He Will Sing to You

by

In July, we published the first of our four finalists from our first annual short story competition. (Read the winning entry here.) The second entry, “Fixing Miss Fritz,” followed in August. Then we published our third entry, “Cumpleaños Feliz” by Tasca A. Shadix. Now we bring you the final entry in our 2011 contest, “He Will Sing to You” by Michael McGuire. Stay tuned for details about the 2012 contest.

You could hear him coming. Not him, but his birds. So distant, so faint, they seemed at first to be calling from somewhere inside her head. She stopped and listened. Birds, she thought. Another vendedor.

Ana Laura knew what it was to work for a living.

Alone of her family she had attended university. She had taken a degree in law, but the only work she could find was teaching at la preparatoria in Pueblo Nuevo, preparing students to attend the same university and take the same degree she had. Or another, equally useful.

Ana Laura’s salary had been counted in pesos an hour.

Eventually she had found a job in Tamazula. It wasn’t work for a lawyer, but her training didn’t hurt. It was with an agency whose task it was to enforce environmental law. As such it had to stand up to the sugar company that darkened the skies over Tamazula and filled the lungs of everyone who lived there. The agency did manage to impose some fines, but they were inconsequential. The sugar company paid them and continued to darken the skies.

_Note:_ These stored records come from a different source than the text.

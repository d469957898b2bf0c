use std::fmt;
use std::str::FromStr;

use serde::{Deserialize, Serialize};

use crate::Error;

/// The role a node plays in the swarm. Carried in HANDSHAKE and PEER_LIST
/// payloads and used to pick the default scheduler.
#[derive(Debug, Clone, Copy, PartialEq, Eq, Hash, Serialize, Deserialize)]
#[serde(rename_all = "lowercase")]
pub enum Role {
    Broadcaster,
    Viewer,
}

impl Role {
    pub fn as_str(&self) -> &'static str {
        match self {
            Role::Broadcaster => "broadcaster",
            Role::Viewer => "viewer",
        }
    }
}

impl fmt::Display for Role {
    fn fmt(&self, f: &mut fmt::Formatter<'_>) -> fmt::Result {
        f.write_str(self.as_str())
    }
}

impl FromStr for Role {
    type Err = Error;

    fn from_str(s: &str) -> Result<Self, Self::Err> {
        match s {
            "broadcaster" => Ok(Role::Broadcaster),
            "viewer" => Ok(Role::Viewer),
            other => Err(Error::UnknownRole(other.to_owned())),
        }
    }
}
use std::collections::BTreeSet;
use std::collections::HashMap;
use std::net::SocketAddr;
use std::time::{Duration, Instant};

use swarm_core::Role;

use crate::peer::Peer;

/// At most one `Peer` per `(host, port)` endpoint. Owned exclusively by the node's
/// single logical task; no internal locking.
#[derive(Debug, Default)]
pub struct PeerTable {
    peers: HashMap<SocketAddr, Peer>,
}

impl PeerTable {
    pub fn new() -> Self {
        PeerTable {
            peers: HashMap::new(),
        }
    }

    /// Create-if-absent; update `last_seen`; optionally set role.
    pub fn touch(&mut self, addr: SocketAddr, role: Option<Role>, now: Instant) -> &mut Peer {
        let peer = self
            .peers
            .entry(addr)
            .or_insert_with(|| Peer::new(addr, now));
        peer.touch(now);
        if let Some(role) = role {
            peer.role = Some(role);
        }
        peer
    }

    /// Replace a peer's remote bitmap wholesale; create the peer if absent.
    pub fn update_bitmap(&mut self, addr: SocketAddr, set: BTreeSet<u32>, now: Instant) {
        let peer = self
            .peers
            .entry(addr)
            .or_insert_with(|| Peer::new(addr, now));
        peer.remote_bitmap = set;
    }

    pub fn update_rtt(&mut self, addr: SocketAddr, sample: Duration) {
        if let Some(peer) = self.peers.get_mut(&addr) {
            peer.update_rtt(sample);
        }
    }

    pub fn get(&self, addr: &SocketAddr) -> Option<&Peer> {
        self.peers.get(addr)
    }

    pub fn contains(&self, addr: &SocketAddr) -> bool {
        self.peers.contains_key(addr)
    }

    /// All currently known peers. Freshness is enforced by the periodic `prune` loop,
    /// not by this accessor.
    pub fn active(&self) -> impl Iterator<Item = &Peer> {
        self.peers.values()
    }

    pub fn active_addrs(&self) -> Vec<SocketAddr> {
        self.peers.keys().copied().collect()
    }

    pub fn len(&self) -> usize {
        self.peers.len()
    }

    pub fn is_empty(&self) -> bool {
        self.peers.is_empty()
    }

    pub fn broadcaster(&self) -> Option<&Peer> {
        self.peers.values().find(|p| p.is_broadcaster())
    }

    /// Remove peers whose `last_seen` is older than `timeout`; return their addresses.
    pub fn prune(&mut self, now: Instant, timeout: Duration) -> Vec<SocketAddr> {
        let stale: Vec<SocketAddr> = self
            .peers
            .iter()
            .filter(|(_, p)| now.saturating_duration_since(p.last_seen) > timeout)
            .map(|(addr, _)| *addr)
            .collect();
        for addr in &stale {
            self.peers.remove(addr);
        }
        stale
    }
}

Her job in Tamazula was supposedly apolitical, but it transpired that the work was party-related. All the jobs in her office were dependent upon an affiliation with the PAN. When the PRI returned to power, someone else was tasked with imposing the fines which the sugar company would doubtless continue to pay and she and her colleagues had to find something else.

Ana Laura returned to Pueblo Nuevo. For a while she cared for her mother, which gave her a roof over her head. Months and, in time, years succeeded. Then her mother, who required constant care, died and Ana Laura got her old job back at la prepa. The salary had improved. Slightly. This time she knew she had better get used to the idea: more than likely, the job was forever.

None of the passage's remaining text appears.